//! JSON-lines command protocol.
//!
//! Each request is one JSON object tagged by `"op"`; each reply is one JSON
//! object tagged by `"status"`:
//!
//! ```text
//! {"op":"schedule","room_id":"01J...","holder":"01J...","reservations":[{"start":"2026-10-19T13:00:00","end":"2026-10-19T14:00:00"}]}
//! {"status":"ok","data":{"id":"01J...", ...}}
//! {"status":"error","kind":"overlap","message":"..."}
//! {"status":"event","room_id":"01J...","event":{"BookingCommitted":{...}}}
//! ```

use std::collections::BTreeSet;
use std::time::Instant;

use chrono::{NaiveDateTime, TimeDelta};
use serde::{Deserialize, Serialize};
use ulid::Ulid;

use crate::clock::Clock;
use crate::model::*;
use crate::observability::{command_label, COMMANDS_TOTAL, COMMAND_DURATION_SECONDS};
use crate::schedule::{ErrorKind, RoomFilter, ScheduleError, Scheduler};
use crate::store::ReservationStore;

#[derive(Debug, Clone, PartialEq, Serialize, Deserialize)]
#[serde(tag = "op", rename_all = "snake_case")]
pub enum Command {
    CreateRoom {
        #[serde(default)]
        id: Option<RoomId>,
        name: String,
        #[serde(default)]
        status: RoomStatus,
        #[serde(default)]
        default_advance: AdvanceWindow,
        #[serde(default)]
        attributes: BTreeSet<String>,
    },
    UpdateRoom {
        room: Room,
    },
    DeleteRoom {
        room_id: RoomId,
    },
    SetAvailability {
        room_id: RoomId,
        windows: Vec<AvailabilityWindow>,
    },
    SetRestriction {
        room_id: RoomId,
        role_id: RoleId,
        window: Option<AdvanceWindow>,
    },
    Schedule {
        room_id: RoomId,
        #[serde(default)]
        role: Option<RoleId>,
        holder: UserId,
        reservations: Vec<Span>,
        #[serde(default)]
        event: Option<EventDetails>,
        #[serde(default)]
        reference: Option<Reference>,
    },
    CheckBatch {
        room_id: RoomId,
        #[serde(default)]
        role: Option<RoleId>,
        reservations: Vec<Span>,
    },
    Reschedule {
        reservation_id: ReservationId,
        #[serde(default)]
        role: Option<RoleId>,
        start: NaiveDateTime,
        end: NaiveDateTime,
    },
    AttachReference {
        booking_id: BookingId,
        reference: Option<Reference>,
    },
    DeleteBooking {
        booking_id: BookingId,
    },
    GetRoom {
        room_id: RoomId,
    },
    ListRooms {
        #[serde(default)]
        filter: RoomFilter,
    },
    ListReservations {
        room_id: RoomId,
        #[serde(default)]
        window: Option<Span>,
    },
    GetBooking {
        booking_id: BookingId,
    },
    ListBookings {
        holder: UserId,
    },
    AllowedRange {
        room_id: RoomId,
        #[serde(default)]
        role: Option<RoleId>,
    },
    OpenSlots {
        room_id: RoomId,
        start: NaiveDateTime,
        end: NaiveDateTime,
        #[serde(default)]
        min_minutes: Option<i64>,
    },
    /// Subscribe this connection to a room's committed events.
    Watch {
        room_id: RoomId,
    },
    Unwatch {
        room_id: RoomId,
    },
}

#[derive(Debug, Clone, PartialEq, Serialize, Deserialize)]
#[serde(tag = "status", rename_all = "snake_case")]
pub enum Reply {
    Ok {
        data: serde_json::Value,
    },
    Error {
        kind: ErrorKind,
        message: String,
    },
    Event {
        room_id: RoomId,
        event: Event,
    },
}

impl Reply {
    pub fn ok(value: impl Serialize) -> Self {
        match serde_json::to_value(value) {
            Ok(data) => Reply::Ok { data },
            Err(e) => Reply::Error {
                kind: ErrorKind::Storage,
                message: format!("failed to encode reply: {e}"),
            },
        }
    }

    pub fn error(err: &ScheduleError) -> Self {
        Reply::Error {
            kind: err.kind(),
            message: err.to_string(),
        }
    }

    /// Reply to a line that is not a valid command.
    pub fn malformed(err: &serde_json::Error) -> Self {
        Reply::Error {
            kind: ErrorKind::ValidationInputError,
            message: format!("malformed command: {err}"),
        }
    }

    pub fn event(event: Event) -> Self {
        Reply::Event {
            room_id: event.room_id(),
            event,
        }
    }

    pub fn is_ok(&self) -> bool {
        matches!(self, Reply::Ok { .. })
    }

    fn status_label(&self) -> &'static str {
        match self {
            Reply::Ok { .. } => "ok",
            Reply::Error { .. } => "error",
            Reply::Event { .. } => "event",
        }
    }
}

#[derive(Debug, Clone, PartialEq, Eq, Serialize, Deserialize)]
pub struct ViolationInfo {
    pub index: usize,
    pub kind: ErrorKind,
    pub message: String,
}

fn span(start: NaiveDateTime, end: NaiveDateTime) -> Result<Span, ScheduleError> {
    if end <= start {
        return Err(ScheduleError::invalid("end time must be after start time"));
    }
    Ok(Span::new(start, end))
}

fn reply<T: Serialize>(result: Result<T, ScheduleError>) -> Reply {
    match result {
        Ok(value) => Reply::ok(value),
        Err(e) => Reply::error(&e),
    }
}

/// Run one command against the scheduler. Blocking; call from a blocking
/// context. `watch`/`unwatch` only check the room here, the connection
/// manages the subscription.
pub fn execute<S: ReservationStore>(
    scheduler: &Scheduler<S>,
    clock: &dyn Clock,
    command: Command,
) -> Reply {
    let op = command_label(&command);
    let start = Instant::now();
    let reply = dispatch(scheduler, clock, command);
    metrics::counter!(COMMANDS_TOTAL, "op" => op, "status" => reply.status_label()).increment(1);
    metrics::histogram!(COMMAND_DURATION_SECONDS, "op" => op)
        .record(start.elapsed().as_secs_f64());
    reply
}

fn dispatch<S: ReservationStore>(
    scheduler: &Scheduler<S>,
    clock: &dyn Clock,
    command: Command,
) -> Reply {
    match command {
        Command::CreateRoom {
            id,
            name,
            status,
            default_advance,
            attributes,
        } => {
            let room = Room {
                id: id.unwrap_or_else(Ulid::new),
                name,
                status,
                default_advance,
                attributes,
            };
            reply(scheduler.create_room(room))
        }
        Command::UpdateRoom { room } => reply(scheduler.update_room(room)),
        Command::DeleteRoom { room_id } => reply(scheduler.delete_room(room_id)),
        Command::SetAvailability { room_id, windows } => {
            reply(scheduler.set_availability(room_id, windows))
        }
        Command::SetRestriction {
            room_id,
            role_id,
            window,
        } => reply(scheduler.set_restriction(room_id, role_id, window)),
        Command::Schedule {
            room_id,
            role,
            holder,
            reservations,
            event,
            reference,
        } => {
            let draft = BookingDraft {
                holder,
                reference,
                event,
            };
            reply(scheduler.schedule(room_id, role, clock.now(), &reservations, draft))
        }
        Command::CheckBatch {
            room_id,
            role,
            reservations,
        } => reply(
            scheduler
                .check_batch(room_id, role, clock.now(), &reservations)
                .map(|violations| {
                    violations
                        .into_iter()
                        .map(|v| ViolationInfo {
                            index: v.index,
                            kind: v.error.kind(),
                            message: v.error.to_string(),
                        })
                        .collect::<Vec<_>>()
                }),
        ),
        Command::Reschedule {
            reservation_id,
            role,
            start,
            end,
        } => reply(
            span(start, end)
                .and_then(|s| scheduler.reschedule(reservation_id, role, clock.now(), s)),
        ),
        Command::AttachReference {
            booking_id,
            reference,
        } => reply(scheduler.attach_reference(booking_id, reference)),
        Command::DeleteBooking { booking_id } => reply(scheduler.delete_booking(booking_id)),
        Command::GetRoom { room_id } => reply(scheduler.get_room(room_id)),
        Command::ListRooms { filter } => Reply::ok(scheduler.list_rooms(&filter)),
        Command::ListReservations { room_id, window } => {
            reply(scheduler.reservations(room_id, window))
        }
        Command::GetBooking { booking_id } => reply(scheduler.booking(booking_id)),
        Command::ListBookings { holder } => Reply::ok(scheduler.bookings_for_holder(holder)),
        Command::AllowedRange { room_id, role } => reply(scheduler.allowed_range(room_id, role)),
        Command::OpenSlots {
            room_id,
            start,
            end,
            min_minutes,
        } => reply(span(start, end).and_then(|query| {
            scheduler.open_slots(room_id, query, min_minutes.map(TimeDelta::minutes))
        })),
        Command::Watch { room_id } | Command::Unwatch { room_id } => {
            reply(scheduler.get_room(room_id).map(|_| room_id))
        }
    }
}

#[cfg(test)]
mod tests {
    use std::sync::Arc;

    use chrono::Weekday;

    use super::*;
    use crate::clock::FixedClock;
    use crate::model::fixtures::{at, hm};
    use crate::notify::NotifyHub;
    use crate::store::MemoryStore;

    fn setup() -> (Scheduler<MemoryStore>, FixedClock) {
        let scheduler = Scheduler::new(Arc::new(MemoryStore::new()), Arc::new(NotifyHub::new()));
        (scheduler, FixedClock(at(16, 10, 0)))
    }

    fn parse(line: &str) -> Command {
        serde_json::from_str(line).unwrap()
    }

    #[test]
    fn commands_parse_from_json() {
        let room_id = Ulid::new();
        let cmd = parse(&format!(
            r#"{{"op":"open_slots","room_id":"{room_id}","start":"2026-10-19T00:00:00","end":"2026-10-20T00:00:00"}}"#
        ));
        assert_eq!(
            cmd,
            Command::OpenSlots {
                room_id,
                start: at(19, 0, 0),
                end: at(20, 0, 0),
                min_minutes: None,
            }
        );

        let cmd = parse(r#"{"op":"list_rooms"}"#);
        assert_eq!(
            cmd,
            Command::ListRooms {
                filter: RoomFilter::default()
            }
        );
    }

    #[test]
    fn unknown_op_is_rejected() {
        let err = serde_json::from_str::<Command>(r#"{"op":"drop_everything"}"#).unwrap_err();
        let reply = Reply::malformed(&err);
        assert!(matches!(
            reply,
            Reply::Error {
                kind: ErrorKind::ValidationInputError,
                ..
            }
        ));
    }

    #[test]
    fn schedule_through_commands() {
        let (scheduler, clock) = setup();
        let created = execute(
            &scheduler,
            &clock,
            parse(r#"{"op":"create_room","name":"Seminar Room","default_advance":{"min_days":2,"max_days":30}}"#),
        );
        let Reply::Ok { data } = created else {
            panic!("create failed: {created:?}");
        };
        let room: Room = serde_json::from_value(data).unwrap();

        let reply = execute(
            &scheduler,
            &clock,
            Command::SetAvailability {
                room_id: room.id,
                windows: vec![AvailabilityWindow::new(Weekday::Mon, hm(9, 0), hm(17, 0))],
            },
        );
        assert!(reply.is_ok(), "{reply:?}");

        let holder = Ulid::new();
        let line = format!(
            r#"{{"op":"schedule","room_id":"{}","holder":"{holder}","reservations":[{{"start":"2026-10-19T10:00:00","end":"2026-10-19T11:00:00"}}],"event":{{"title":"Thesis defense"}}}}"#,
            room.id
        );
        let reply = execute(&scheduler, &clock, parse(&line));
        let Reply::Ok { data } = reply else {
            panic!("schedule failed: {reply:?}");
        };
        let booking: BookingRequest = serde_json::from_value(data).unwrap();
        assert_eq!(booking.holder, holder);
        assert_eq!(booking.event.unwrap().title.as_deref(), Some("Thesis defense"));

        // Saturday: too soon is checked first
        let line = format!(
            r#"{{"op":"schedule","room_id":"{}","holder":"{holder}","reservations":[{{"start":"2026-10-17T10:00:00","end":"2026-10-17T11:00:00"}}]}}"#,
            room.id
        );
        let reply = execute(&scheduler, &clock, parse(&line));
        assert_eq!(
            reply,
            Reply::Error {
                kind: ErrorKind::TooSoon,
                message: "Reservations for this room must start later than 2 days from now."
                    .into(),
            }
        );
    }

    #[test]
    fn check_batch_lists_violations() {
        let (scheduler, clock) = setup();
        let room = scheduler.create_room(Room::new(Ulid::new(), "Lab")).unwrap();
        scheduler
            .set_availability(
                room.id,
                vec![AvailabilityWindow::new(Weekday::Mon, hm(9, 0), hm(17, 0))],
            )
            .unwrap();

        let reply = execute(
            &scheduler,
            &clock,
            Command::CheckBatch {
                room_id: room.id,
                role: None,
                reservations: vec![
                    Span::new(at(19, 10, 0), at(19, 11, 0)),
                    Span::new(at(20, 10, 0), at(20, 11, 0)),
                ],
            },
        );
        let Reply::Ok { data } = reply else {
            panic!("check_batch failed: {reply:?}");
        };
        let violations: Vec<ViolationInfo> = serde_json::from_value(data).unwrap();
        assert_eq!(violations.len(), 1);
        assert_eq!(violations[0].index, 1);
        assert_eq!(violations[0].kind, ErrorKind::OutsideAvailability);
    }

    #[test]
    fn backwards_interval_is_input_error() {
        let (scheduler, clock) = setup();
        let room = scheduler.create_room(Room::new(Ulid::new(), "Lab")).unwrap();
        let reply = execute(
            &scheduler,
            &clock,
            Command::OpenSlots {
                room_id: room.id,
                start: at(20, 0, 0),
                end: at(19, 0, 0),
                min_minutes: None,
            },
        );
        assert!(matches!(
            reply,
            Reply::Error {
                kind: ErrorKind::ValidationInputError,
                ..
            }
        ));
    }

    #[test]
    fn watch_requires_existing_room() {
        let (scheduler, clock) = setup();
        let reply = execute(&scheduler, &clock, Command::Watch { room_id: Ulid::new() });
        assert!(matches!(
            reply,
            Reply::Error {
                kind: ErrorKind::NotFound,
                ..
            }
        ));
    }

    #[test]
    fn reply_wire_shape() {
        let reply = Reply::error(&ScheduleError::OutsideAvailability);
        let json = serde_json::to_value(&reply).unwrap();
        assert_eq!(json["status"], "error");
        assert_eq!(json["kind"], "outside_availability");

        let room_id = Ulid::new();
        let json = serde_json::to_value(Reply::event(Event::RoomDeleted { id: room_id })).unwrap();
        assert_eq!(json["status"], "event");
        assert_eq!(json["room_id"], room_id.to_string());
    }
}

***

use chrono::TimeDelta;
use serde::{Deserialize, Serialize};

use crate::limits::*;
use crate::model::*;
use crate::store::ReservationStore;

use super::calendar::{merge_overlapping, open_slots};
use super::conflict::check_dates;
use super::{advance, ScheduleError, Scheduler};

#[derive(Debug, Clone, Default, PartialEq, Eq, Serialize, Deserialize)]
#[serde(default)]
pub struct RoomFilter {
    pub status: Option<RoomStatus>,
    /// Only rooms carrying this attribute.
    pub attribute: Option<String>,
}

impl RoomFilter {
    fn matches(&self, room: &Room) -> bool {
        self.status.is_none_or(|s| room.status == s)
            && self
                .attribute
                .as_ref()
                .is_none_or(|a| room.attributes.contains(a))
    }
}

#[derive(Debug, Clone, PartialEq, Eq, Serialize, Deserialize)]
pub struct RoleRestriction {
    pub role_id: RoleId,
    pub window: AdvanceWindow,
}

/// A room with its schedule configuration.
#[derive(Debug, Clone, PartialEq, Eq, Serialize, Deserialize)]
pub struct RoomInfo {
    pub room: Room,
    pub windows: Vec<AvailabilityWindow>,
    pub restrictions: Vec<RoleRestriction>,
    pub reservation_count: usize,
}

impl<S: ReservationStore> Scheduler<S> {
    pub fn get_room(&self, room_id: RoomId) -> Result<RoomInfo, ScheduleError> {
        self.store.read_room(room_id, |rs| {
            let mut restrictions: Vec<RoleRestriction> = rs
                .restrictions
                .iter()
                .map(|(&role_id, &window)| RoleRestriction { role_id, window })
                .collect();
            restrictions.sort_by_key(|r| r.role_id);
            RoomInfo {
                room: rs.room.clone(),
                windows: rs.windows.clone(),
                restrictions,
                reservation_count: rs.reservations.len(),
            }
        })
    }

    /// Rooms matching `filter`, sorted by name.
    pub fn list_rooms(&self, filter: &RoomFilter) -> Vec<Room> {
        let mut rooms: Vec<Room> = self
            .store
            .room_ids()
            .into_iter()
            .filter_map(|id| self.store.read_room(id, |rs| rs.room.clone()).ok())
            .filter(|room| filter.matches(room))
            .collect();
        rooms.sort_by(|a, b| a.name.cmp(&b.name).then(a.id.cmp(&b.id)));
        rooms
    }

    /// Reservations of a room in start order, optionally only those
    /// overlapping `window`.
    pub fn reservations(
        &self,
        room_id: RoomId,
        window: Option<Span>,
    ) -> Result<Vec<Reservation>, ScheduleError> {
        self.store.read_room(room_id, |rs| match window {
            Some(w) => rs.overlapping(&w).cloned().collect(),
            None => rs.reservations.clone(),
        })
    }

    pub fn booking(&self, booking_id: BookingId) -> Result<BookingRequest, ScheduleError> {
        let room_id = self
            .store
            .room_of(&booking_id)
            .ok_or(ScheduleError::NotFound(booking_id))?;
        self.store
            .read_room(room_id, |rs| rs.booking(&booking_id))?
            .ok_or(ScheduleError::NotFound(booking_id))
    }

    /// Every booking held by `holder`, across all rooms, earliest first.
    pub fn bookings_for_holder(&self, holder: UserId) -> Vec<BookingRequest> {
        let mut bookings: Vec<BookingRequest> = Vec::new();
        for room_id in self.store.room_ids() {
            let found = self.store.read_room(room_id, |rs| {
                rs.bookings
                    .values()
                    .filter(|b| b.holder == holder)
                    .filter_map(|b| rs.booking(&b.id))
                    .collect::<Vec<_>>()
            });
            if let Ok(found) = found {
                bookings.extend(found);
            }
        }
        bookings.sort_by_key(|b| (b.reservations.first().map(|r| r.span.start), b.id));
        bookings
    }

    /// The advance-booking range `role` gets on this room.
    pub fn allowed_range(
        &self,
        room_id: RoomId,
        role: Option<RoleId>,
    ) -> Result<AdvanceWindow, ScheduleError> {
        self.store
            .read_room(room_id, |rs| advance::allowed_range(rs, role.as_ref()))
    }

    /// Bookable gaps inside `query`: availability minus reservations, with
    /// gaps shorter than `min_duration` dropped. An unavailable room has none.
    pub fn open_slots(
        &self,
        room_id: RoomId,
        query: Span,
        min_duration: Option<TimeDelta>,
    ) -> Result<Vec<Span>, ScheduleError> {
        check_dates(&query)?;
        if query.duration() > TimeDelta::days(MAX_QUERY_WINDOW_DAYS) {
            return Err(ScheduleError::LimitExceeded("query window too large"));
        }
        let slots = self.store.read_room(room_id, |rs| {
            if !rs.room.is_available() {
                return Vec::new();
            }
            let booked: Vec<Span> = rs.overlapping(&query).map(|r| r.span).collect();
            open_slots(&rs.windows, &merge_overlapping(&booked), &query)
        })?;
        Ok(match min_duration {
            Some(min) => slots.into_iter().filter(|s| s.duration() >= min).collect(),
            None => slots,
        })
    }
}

***

## WHAT IS REQUIRED:
Taking the lines above, repeat exactly those from the line that contains "JSON-lines command protocol." through the line that contains "use ulid::Ulid;", and both of those lines as well. Include nothing else.

## EXPECTED ANSWER:
//! JSON-lines command protocol.
//!
//! Each request is one JSON object tagged by `"op"`; each reply is one JSON
//! object tagged by `"status"`:
//!
//! ```text
//! {"op":"schedule","room_id":"01J...","holder":"01J...","reservations":[{"start":"2026-10-19T13:00:00","end":"2026-10-19T14:00:00"}]}
//! {"status":"ok","data":{"id":"01J...", ...}}
//! {"status":"error","kind":"overlap","message":"..."}
//! {"status":"event","room_id":"01J...","event":{"BookingCommitted":{...}}}
//! ```

use std::collections::BTreeSet;
use std::time::Instant;

use chrono::{NaiveDateTime, TimeDelta};
use serde::{Deserialize, Serialize};
use ulid::Ulid;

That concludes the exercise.